If you are using NIS do the following:
ypcat passwd | grep vivek
The ‘id’ command should be demonstrated first in this tutorial, as systems using LDAP (other or remote authentication services) will not have users in the local
Also why the uses of egrep when a simple grep will do. Keep it simple for the beginners your aiming at.
You should look at getent rather than grepping the local files. “getent passwd” or “getent group” will provide a unified view of users or groups available, respecting your NSS (Name Service Switch) configuration (which is important when you have additional users or groups via LDAP or NIS).
hey Vivek, that was cool..
many of us surely wont care if its grep or egrep ( or fgrep) as long as it does the job and we are taught these wonderful tricks..
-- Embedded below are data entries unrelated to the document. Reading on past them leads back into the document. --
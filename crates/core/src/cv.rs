//! Worker profile (CV) rules: field validation, age bounds and status transitions.

use std::sync::LazyLock;

use chrono::{Datelike, NaiveDate};
use regex::Regex;

use crate::error::CoreError;
use crate::status::CvStatus;

pub const GENDER_MALE: &str = "male";
pub const GENDER_FEMALE: &str = "female";
pub const VALID_GENDERS: &[&str] = &[GENDER_MALE, GENDER_FEMALE];

pub const VALID_MARITAL_STATUSES: &[&str] = &["single", "married", "divorced", "widowed"];

/// Youngest age a worker may be registered at.
pub const MIN_WORKER_AGE: u32 = 18;
/// Oldest age a worker may be registered at.
pub const MAX_WORKER_AGE: u32 = 60;
/// Largest age accepted by the `min_age` / `max_age` list filters.
pub const MAX_AGE_FILTER: u32 = 150;
/// Upper bound on declared experience.
pub const MAX_EXPERIENCE_YEARS: i32 = 50;

static PASSPORT_RE: LazyLock<Regex> =
    LazyLock::new(|| Regex::new(r"^[A-Z0-9]{6,20}$").expect("static regex"));

/// Uppercase and strip spaces so `"ab 12345"` and `"AB12345"` collide.
pub fn normalize_passport_number(raw: &str) -> String {
    raw.chars()
        .filter(|c| !c.is_whitespace())
        .flat_map(char::to_uppercase)
        .collect()
}

pub fn validate_passport_number(passport: &str) -> Result<(), CoreError> {
    if PASSPORT_RE.is_match(passport) {
        Ok(())
    } else {
        Err(CoreError::Validation(
            "Passport number must be 6-20 uppercase letters or digits".into(),
        ))
    }
}

pub fn validate_gender(gender: &str) -> Result<(), CoreError> {
    one_of("gender", gender, VALID_GENDERS)
}

pub fn validate_marital_status(status: &str) -> Result<(), CoreError> {
    one_of("marital_status", status, VALID_MARITAL_STATUSES)
}

pub fn validate_experience(years: i32) -> Result<(), CoreError> {
    if (0..=MAX_EXPERIENCE_YEARS).contains(&years) {
        Ok(())
    } else {
        Err(CoreError::Validation(format!(
            "experience_years must be between 0 and {MAX_EXPERIENCE_YEARS}"
        )))
    }
}

/// Completed years between `dob` and `today`.
pub fn age_on(dob: NaiveDate, today: NaiveDate) -> u32 {
    let mut age = today.year() - dob.year();
    if (today.month(), today.day()) < (dob.month(), dob.day()) {
        age -= 1;
    }
    age.max(0) as u32
}

pub fn validate_age(dob: NaiveDate, today: NaiveDate) -> Result<(), CoreError> {
    if dob > today {
        return Err(CoreError::Validation(
            "date_of_birth cannot be in the future".into(),
        ));
    }
    let age = age_on(dob, today);
    if !(MIN_WORKER_AGE..=MAX_WORKER_AGE).contains(&age) {
        return Err(CoreError::Validation(format!(
            "Worker age must be between {MIN_WORKER_AGE} and {MAX_WORKER_AGE} (got {age})"
        )));
    }
    Ok(())
}

/// Latest date of birth for someone at least `age` years old on `today`.
///
/// Used to turn a `min_age` filter into a `date_of_birth <=` bound.
pub fn born_on_or_before(age: u32, today: NaiveDate) -> Result<NaiveDate, CoreError> {
    years_before(today, age)
}

/// Earliest date of birth for someone at most `age` years old on `today`.
pub fn born_after(age: u32, today: NaiveDate) -> Result<NaiveDate, CoreError> {
    let years = age.checked_add(1).ok_or_else(age_filter_out_of_range)?;
    years_before(today, years)
}

/// Check the `min_age` / `max_age` list filters before they become dates.
pub fn validate_age_filter(min_age: Option<u32>, max_age: Option<u32>) -> Result<(), CoreError> {
    if min_age.into_iter().chain(max_age).any(|age| age > MAX_AGE_FILTER) {
        return Err(age_filter_out_of_range());
    }
    if let (Some(min), Some(max)) = (min_age, max_age) {
        if min > max {
            return Err(CoreError::Validation("min_age cannot exceed max_age".into()));
        }
    }
    Ok(())
}

fn years_before(date: NaiveDate, years: u32) -> Result<NaiveDate, CoreError> {
    let year = i32::try_from(years)
        .ok()
        .and_then(|years| date.year().checked_sub(years))
        .ok_or_else(age_filter_out_of_range)?;
    NaiveDate::from_ymd_opt(year, date.month(), date.day())
        // 29 February in a non-leap target year.
        .or_else(|| NaiveDate::from_ymd_opt(year, date.month(), 28))
        .ok_or_else(age_filter_out_of_range)
}

fn age_filter_out_of_range() -> CoreError {
    CoreError::Validation(format!("Age filters must be between 0 and {MAX_AGE_FILTER}"))
}

/// Whether a CV may move from `from` to `to`.
pub fn can_transition(from: CvStatus, to: CvStatus) -> bool {
    use CvStatus::*;
    matches!(
        (from, to),
        (Available, Reserved)
            | (Available, Withdrawn)
            | (Withdrawn, Available)
            | (Reserved, Available)
            | (Reserved, InProcess)
            | (InProcess, Reserved)
            | (InProcess, Deployed)
            | (Deployed, InProcess)
    )
}

pub fn ensure_transition(from: CvStatus, to: CvStatus) -> Result<(), CoreError> {
    if can_transition(from, to) {
        Ok(())
    } else {
        Err(CoreError::Conflict(format!(
            "CV cannot move from '{from}' to '{to}'"
        )))
    }
}

/// CVs that are reserved or further along are locked against deletion and transfer.
pub fn is_locked(status: CvStatus) -> bool {
    matches!(
        status,
        CvStatus::Reserved | CvStatus::InProcess | CvStatus::Deployed
    )
}

fn one_of(field: &str, value: &str, allowed: &[&str]) -> Result<(), CoreError> {
    if allowed.contains(&value) {
        Ok(())
    } else {
        Err(CoreError::Validation(format!(
            "Invalid {field} '{value}'. Must be one of: {}",
            allowed.join(", ")
        )))
    }
}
Can you please tell me a command to list all of existing user ?
U can try
egrep “*” /etc/passwd
or
egrep “?” /etc/passwd
Very nice site, I could get, what i want in seconds rather than in minutes
`id` comand does not check if groups exist.
`man id`
Print user and group information for the specified USERNAME
the -g flag prints out the primary group id for the user
have you find any solution for that?
Hello
Linux Gurus,
Is there a Command to find out user creation date ?
or any other possible ways to find the same.
please help me
Its urgent.
Thanks In Advance
please tell everyone you ask.
no way to list the user is not disabled in linux.
and has been in how long dis.
The grep approaches are all wrong. You are assuming that an user won’t pick a name that is a started substring of an existing group. Even worse, if you choose to limit the ‘username’ string you could match a group instead of a user. You will mistakenly get output from the script thinking that the user ‘apache’ (or whatever) exists…
You can’t play with strings without semantics. You need a tool that in fact *knows* that what you are talking about is indeed a user.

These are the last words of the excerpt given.